THE TASK
Please find all lines in the data that hold the string "warn" and copy them.

◆ ◆ ◆ ◆ ◆

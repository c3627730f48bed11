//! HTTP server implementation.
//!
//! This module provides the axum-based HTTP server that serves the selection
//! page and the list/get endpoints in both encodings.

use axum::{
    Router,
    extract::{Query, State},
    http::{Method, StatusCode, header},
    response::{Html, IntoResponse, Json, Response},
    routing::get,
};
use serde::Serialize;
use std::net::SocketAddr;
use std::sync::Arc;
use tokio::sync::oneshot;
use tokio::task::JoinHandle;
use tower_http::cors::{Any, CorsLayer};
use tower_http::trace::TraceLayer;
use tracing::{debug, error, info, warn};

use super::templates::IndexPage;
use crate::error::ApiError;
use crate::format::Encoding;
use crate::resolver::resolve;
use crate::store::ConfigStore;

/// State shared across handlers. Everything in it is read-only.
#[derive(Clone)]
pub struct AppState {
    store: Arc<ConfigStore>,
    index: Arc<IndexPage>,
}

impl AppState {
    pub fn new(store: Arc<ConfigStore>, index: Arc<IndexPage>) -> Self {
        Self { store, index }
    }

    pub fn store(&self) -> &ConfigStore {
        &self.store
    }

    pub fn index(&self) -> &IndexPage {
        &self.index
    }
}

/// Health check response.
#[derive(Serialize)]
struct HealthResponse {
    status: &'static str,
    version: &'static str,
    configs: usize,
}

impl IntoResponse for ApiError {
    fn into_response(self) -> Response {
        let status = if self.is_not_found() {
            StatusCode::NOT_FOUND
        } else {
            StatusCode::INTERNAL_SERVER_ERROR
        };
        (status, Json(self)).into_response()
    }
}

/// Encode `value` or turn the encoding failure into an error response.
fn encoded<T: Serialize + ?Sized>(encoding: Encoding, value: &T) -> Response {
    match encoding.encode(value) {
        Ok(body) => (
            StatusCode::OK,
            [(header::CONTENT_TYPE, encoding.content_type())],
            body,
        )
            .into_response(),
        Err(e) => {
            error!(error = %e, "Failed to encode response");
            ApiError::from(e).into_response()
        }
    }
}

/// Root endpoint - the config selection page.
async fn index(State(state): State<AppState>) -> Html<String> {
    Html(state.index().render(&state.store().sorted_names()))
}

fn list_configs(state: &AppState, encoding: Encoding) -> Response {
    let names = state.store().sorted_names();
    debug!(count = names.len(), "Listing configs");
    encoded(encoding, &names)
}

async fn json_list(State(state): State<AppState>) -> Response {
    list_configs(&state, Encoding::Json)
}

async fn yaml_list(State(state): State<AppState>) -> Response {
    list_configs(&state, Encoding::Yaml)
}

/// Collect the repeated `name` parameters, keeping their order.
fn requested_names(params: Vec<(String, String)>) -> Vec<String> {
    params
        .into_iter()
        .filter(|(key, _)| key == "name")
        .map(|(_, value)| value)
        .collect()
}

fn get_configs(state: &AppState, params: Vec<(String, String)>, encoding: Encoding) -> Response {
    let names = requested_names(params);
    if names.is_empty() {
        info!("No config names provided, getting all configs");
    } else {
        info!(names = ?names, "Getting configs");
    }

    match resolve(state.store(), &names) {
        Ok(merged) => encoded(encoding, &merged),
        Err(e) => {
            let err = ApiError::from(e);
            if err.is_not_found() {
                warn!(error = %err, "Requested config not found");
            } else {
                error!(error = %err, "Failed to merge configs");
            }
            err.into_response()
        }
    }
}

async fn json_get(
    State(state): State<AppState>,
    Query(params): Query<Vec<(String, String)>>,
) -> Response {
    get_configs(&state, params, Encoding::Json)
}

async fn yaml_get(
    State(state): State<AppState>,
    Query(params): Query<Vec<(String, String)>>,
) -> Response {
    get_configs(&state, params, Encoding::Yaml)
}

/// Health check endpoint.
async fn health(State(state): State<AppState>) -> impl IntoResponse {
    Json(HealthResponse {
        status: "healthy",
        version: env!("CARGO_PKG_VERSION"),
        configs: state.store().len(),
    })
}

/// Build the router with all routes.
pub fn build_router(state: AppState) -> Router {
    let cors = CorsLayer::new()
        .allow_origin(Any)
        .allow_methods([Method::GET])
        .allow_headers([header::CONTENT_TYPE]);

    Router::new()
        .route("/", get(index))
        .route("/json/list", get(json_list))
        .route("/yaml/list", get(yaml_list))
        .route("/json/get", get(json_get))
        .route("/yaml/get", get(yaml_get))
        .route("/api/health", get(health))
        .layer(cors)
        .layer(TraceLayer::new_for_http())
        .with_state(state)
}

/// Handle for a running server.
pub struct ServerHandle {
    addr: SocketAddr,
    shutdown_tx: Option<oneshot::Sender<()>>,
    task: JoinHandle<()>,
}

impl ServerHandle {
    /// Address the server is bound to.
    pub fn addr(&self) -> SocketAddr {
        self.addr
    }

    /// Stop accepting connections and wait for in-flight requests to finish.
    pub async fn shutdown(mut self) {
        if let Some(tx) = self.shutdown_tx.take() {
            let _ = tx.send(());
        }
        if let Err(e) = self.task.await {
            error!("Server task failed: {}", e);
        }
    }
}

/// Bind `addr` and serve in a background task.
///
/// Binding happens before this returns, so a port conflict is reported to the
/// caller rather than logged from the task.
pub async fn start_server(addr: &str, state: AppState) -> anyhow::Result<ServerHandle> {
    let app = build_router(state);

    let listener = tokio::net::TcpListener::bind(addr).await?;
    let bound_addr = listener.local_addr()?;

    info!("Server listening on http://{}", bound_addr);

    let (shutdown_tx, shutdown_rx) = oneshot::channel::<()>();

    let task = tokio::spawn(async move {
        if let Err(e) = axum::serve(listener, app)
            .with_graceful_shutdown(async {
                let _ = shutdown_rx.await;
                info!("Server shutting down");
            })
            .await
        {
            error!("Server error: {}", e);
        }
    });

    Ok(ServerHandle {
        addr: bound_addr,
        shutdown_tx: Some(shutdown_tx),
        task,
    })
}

◆ ◆ ◆ ◆ ◆

RESULT
use tracing::{debug, error, info, warn};
                warn!(error = %err, "Requested config not found");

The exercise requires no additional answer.